WashingtonExec: Do you think that start-ups or smaller companies, when compared to larger businesses, have an advantage in federal contracting when it comes to mobile?
Alan Snyder: I do think that we have an advantage. It’s partly because of the agility required in mobility. The mobile market is moving so quickly and we have the ability to adapt and change much more rapidly because the sales team is closer to the engineering team. We’ll tend to pick up on trends more quickly. The biggest advantage actually comes from the fact that we’ve been involved with mobility from the very early stages and so I have a team from top to bottom that really understands mobility. They really understand the customer and the challenges. They really understand where mobility is going and how it evolves, what the right thing to do in terms of putting together a solution and that makes a huge difference. It is a really, really complicated problem but also exciting because of the leverage and the potential to actually change the way you interact with government, to change the way you interact with your organization to make things massively more efficient is transformational, just like I said the internet wave was. The mobile wave is every bit as profound.

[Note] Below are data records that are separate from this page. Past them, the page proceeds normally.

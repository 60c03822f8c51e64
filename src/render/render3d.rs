//! Column compositor: one ray per screen column, hits drawn back to front.
use std::ops::Range;

use crate::config::RenderConfig;
use crate::core::geometry::{Coordinate, Object};
use crate::error::{RenderError, Result};
use crate::render::casters::{Intersection, cast_ray};
use crate::render::framebuffer::Framebuffer;
use crate::render::textures::{Texture, TextureLookup};

/// Viewer pose and screen layout for one frame.
#[derive(Debug, Clone, Copy, PartialEq)]
pub struct View {
    pub origin: Coordinate,
    /// Radians. The centre ray points this way.
    pub look_angle: f64,
    /// Total angular width, split evenly across the rays.
    pub fov: f64,
    pub rays_number: u32,
    pub screen_width: u32,
    pub screen_height: u32,
}

impl View {
    fn validate(&self) -> Result<()> {
        if self.rays_number == 0 {
            return Err(RenderError::InvalidView("rays_number must be at least 1".into()));
        }
        if self.screen_width == 0 || self.screen_height == 0 {
            return Err(RenderError::InvalidView(format!(
                "screen must be non-empty, got {}x{}",
                self.screen_width, self.screen_height
            )));
        }
        Ok(())
    }

    /// Bytes in one RGBA frame.
    pub fn frame_len(&self) -> usize {
        self.screen_width as usize * self.screen_height as usize * 4
    }
}

/// Screen pixels whose centres fall inside `[start, end)`.
#[inline]
fn covered_span(start: f64, end: f64, limit: u32) -> Range<u32> {
    let first = (start - 0.5).ceil().max(0.0);
    let end = (end - 0.5).ceil().min(limit as f64);
    if end <= first { 0..0 } else { first as u32..end as u32 }
}

/// Stretch texture column `column` over screen columns `x0..x1`, starting at
/// row `y` and `h` rows tall, alpha-blending onto the canvas.
fn draw_slice(fb: &mut Framebuffer, texture: &Texture, column: u32, (x0, x1): (f64, f64), y: f64, h: f64) {
    let xs = covered_span(x0, x1, fb.width);
    let ys = covered_span(y, y + h, fb.height);
    if xs.is_empty() || ys.is_empty() {
        return;
    }
    let th = texture.height();
    for py in ys {
        let v = ((py as f64 + 0.5 - y) / h * th as f64).floor();
        let ty = (v.max(0.0) as u32).min(th - 1);
        let color = texture.sample(column, ty);
        if color.a == 0 {
            continue;
        }
        for px in xs.clone() {
            fb.blend_pixel(px, py, color);
        }
    }
}

/// Draw one ray's hits, farthest first so nearer see-through layers cover farther ones.
fn draw_column(
    fb: &mut Framebuffer,
    hits: &[Intersection<'_>],
    textures: &impl TextureLookup,
    xs: (f64, f64),
    config: &RenderConfig,
) -> usize {
    let screen_height = fb.height as f64;
    let mut drawn = 0;
    for hit in hits.iter().rev() {
        let scale_ratio_y = screen_height / hit.distance * config.distance_ratio * hit.scale() as f64;
        if !(scale_ratio_y > 0.0) {
            continue;
        }
        let Some(texture) = textures.get(hit.edge.texture.id) else {
            log::trace!("texture {:?} not resolvable, slice skipped", hit.edge.texture.id);
            continue;
        };
        let top_y = (screen_height - scale_ratio_y) / 2.0;
        draw_slice(fb, texture, hit.column, xs, top_y, scale_ratio_y);
        drawn += 1;
    }
    drawn
}

/// Render a full frame into `fb`, resizing it to the view's screen if needed.
pub fn render_frame(
    fb: &mut Framebuffer,
    view: &View,
    objects: &[Object],
    textures: &impl TextureLookup,
    config: &RenderConfig,
) -> Result<()> {
    view.validate()?;
    if fb.width != view.screen_width || fb.height != view.screen_height {
        *fb = Framebuffer::new(view.screen_width, view.screen_height);
    }
    fb.set_background_color(config.background);
    fb.clear();

    let ang_between_rays = view.fov / view.rays_number as f64;
    let start_angle = view.look_angle + view.fov / 2.0;
    let scale_ratio_x = view.screen_width as f64 / view.rays_number as f64;

    let mut slices = 0;
    for i in 0..view.rays_number {
        let ray_angle = start_angle - i as f64 * ang_between_rays;
        let hits = cast_ray(ray_angle, view.origin, objects, config);
        if hits.is_empty() {
            continue;
        }
        // neighbours derive shared boundaries from the same expression
        let xs = (i as f64 * scale_ratio_x, (i + 1) as f64 * scale_ratio_x);
        slices += draw_column(fb, &hits, textures, xs, config);
    }

    log::debug!(
        "frame {}x{}: {} rays, {} slices drawn",
        view.screen_width,
        view.screen_height,
        view.rays_number,
        slices
    );
    Ok(())
}

/// Render a frame and write it to `output_pixels` as row-major RGBA8.
///
/// `output_pixels` must be exactly `screen_width * screen_height * 4` bytes;
/// it is fully overwritten.
pub fn update_image(
    output_pixels: &mut [u8],
    view: &View,
    objects: &[Object],
    textures: &impl TextureLookup,
    config: &RenderConfig,
) -> Result<()> {
    view.validate()?;
    if output_pixels.len() != view.frame_len() {
        return Err(RenderError::OutputLength {
            expected: view.frame_len(),
            actual: output_pixels.len(),
        });
    }
    let mut fb = Framebuffer::new(view.screen_width, view.screen_height);
    render_frame(&mut fb, view, objects, textures, config)?;
    fb.copy_rgba_into(output_pixels)
}

#[cfg(test)]
mod tests {
    use super::*;
    use crate::core::geometry::Edge;
    use crate::render::framebuffer::Color;
    use crate::render::textures::{TextureManager, TextureRef};

    const RED: Color = Color::new(200, 0, 0, 255);

    fn solid(tm: &mut TextureManager, color: Color, alpha: bool) -> TextureRef {
        let id = tm.insert(Texture::from_colors(4, 4, vec![color; 16]).unwrap());
        tm.texture_ref(id, alpha).unwrap()
    }

    fn view(rays: u32, w: u32, h: u32) -> View {
        View {
            origin: Coordinate::new(0.0, 0.0),
            look_angle: 0.0,
            fov: std::f64::consts::FRAC_PI_2,
            rays_number: rays,
            screen_width: w,
            screen_height: h,
        }
    }

    #[test]
    fn spans_partition_the_row() {
        let step = 640.0 / 200.0;
        let mut next = 0;
        for i in 0..200 {
            let r = covered_span(i as f64 * step, (i + 1) as f64 * step, 640);
            assert_eq!(r.start, next);
            next = r.end;
        }
        assert_eq!(next, 640);
    }

    #[test]
    fn span_clips_to_screen() {
        assert_eq!(covered_span(-50.0, 450.0, 100), 0..100);
        assert_eq!(covered_span(120.0, 125.0, 100), 0..0);
        assert_eq!(covered_span(3.0, 3.2, 100), 0..0);
    }

    #[test]
    fn empty_scene_is_all_background() {
        let tm = TextureManager::new();
        let cfg = RenderConfig::default();
        let mut fb = Framebuffer::new(1, 1);
        render_frame(&mut fb, &view(16, 16, 8), &[], &tm, &cfg).unwrap();
        assert_eq!((fb.width, fb.height), (16, 8));
        assert!(fb.color_buffer.iter().all(|&c| c == cfg.background));
    }

    #[test]
    fn wall_height_follows_distance_and_scale() {
        let mut tm = TextureManager::new();
        let t = solid(&mut tm, RED, false);
        // wide wall 20 units ahead; height = 100 / 20 * 2 = 10 rows
        let objs = vec![Object::new("w", vec![Edge::new([20.0, -100.0], [20.0, 100.0], t)], 2)];
        let cfg = RenderConfig::default();
        let mut fb = Framebuffer::new(8, 100);
        render_frame(&mut fb, &view(8, 8, 100), &objs, &tm, &cfg).unwrap();
        for x in 0..8 {
            let rows: Vec<u32> = (0..100).filter(|&y| fb.get_pixel(x, y) == RED).collect();
            // oblique rays travel farther, so no column beats the centre one
            assert!(!rows.is_empty() && rows.len() <= 10, "column {x}: {} rows", rows.len());
            assert!(rows.contains(&49) && rows.contains(&50));
        }
        // ray 4 looks straight down the x axis
        let centre: Vec<u32> = (0..100).filter(|&y| fb.get_pixel(4, y) == RED).collect();
        assert_eq!(centre, (45..55).collect::<Vec<u32>>());
        assert_eq!(fb.get_pixel(4, 0), cfg.background);
    }

    #[test]
    fn distance_ratio_scales_every_slice() {
        let mut tm = TextureManager::new();
        let t = solid(&mut tm, RED, false);
        let objs = vec![Object::new("w", vec![Edge::new([20.0, -100.0], [20.0, 100.0], t)], 1)];
        // 100 / 20 * ratio rows, centred on row 50
        for (ratio, rows) in [(1.0, 47..52), (2.0, 45..55), (0.5, 49..51)] {
            let cfg = RenderConfig {
                distance_ratio: ratio,
                ..RenderConfig::default()
            };
            let mut fb = Framebuffer::new(8, 100);
            render_frame(&mut fb, &view(8, 8, 100), &objs, &tm, &cfg).unwrap();
            let centre: Vec<u32> = (0..100).filter(|&y| fb.get_pixel(4, y) == RED).collect();
            assert_eq!(centre, rows.collect::<Vec<u32>>(), "ratio {ratio}");
        }
    }

    #[test]
    fn non_positive_scale_draws_nothing() {
        let mut tm = TextureManager::new();
        let t = solid(&mut tm, RED, false);
        let cfg = RenderConfig::default();
        for scale in [0, -3] {
            let objs = vec![Object::new("w", vec![Edge::new([20.0, -100.0], [20.0, 100.0], t)], scale)];
            let mut fb = Framebuffer::new(8, 50);
            render_frame(&mut fb, &view(8, 8, 50), &objs, &tm, &cfg).unwrap();
            assert!(fb.color_buffer.iter().all(|&c| c == cfg.background));
        }
    }

    #[test]
    fn nearer_transparent_layer_covers_farther_opaque() {
        let mut tm = TextureManager::new();
        let blue = Color::new(0, 0, 255, 255);
        let far = solid(&mut tm, RED, false);
        // see-through surface, but the texel itself is opaque blue
        let near = solid(&mut tm, blue, true);
        let objs = vec![
            Object::new("far", vec![Edge::new([40.0, -100.0], [40.0, 100.0], far)], 4),
            Object::new("near", vec![Edge::new([20.0, -100.0], [20.0, 100.0], near)], 1),
        ];
        let cfg = RenderConfig::default();
        let mut fb = Framebuffer::new(4, 100);
        render_frame(&mut fb, &view(4, 4, 100), &objs, &tm, &cfg).unwrap();
        // far wall: 100/40*4 = 10 rows; near wall: 100/20*1 = 5 rows, drawn on top
        assert_eq!(fb.get_pixel(2, 50), blue);
        assert_eq!(fb.get_pixel(2, 46), RED);
        assert_eq!(fb.get_pixel(2, 10), cfg.background);
    }

    #[test]
    fn transparent_texels_show_what_is_behind() {
        let mut tm = TextureManager::new();
        let far = solid(&mut tm, RED, false);
        let glass = solid(&mut tm, Color::new(0, 0, 0, 0), true);
        let objs = vec![
            Object::new("far", vec![Edge::new([40.0, -100.0], [40.0, 100.0], far)], 4),
            Object::new("glass", vec![Edge::new([20.0, -100.0], [20.0, 100.0], glass)], 4),
        ];
        let cfg = RenderConfig::default();
        let mut fb = Framebuffer::new(4, 100);
        render_frame(&mut fb, &view(4, 4, 100), &objs, &tm, &cfg).unwrap();
        assert_eq!(fb.get_pixel(2, 50), RED);
    }

    #[test]
    fn missing_texture_is_skipped() {
        let mut tm = TextureManager::new();
        let t = solid(&mut tm, RED, false);
        tm.destroy(t.id);
        let objs = vec![Object::new("w", vec![Edge::new([20.0, -100.0], [20.0, 100.0], t)], 1)];
        let cfg = RenderConfig::default();
        let mut fb = Framebuffer::new(4, 20);
        render_frame(&mut fb, &view(4, 4, 20), &objs, &tm, &cfg).unwrap();
        assert!(fb.color_buffer.iter().all(|&c| c == cfg.background));
    }

    #[test]
    fn update_image_validates_inputs() {
        let tm = TextureManager::new();
        let cfg = RenderConfig::default();
        let mut out = vec![0u8; 10];
        assert!(matches!(
            update_image(&mut out, &view(4, 4, 4), &[], &tm, &cfg),
            Err(RenderError::OutputLength { expected: 64, actual: 10 })
        ));
        assert!(matches!(
            update_image(&mut out, &view(0, 4, 4), &[], &tm, &cfg),
            Err(RenderError::InvalidView(_))
        ));
        let mut out = vec![0u8; 0];
        assert!(matches!(
            update_image(&mut out, &view(4, 0, 4), &[], &tm, &cfg),
            Err(RenderError::InvalidView(_))
        ));
    }
}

WashingtonExec: At a mobility panel that you spoke at, one of the panelists said that entrepreneurs tend to think “technology first and security second,” whereas government executives tend to think the opposite. Where do you see the balance between privacy security and public accessibility?
Alan Snyder: I would argue that neither of those is correct. In our view and this is the way BoxTone approaches the problem – it is the user first, not technology and not security. It’s the user. To me, if you’re user-centric and you understand this is who the user is and what they are trying to do then you are able to understand how to balance security requirements with usability requirements. Anyone that is a user of mobile banking has a reasonable expectation, that when they do mobile banking that it is going to be secure and no one is going to steal their identity and no one is going to steal their bank account information. If you’re in an enterprise or in a government agency and you have high security requirements then that’s who you are as a user. That’s going to be different from an agency that maybe isn’t in the security space, or doing National Defense or Homeland Security but is maybe doing something that is important but not as security conscious. Our view is to first focus on the user and if you focus on the user then the rest of it will flow from there in terms of the security requirements, the usability, what’s the right platform, what’s the right approach.
WashingtonExec: What is something that most people might not know about you?
Alan Snyder: That would probably be that I am an avid boater. As much as I like technology I also enjoy getting out on the Chesapeake Bay in the boat I have along with my family – so water sports are a big part of the summer. I am looking forward to the summer and looking forward to skiing and sailing and doing some tubing as well.
WashingtonExec: What was your first job?
Alan Snyder: My absolute first job was cutting grass in my neighborhood. My first official job, where I got an official printed paycheck, was clearing tables at a restaurant.
WashingtonExec: How did you like it?
Alan Snyder: You know I really enjoyed it because the restaurant also had a catering business. Everything was different and new; you had to set up and figure out the best place to locate the food or the bar for the best flow. In essence you got to go work a party which – even though I wasn’t participating in the party – it was still quite interesting.